(Data for this task)

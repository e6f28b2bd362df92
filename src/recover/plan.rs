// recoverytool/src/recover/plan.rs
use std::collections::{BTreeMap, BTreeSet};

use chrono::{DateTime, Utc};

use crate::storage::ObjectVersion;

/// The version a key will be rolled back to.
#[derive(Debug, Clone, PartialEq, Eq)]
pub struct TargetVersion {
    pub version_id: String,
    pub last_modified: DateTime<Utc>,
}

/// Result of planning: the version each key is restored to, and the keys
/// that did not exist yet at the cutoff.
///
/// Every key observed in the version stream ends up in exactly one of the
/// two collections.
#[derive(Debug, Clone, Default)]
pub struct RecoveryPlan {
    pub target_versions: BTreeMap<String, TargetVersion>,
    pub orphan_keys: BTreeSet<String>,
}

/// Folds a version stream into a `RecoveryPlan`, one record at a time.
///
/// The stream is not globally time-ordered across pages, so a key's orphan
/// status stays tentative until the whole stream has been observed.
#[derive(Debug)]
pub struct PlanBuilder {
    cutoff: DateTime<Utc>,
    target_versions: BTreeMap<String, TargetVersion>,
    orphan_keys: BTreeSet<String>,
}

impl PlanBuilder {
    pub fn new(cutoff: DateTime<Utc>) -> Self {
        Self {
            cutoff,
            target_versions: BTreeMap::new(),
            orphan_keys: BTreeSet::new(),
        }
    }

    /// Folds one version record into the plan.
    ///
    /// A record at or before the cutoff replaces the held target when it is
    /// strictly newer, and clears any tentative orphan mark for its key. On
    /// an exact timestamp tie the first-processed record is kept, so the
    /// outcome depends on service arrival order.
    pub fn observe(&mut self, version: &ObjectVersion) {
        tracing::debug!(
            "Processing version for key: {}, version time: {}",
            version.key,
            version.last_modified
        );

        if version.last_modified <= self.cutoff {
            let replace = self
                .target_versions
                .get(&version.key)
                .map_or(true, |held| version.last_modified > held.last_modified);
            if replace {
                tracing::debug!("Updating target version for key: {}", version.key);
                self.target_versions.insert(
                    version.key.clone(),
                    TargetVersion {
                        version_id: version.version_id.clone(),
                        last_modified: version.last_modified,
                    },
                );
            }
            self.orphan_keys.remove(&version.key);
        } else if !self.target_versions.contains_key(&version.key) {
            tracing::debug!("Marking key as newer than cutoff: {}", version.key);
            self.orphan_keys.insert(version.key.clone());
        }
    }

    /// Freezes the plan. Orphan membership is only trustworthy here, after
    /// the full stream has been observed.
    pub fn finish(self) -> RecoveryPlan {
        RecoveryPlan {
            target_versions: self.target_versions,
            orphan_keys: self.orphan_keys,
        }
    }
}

(End Data for this task)

Your instructions: What belongs in the answer is each line of the data that has the word "observed".

Solution to the exercise:
/// Every key observed in the version stream ends up in exactly one of the
/// status stays tentative until the whole stream has been observed.
    /// the full stream has been observed.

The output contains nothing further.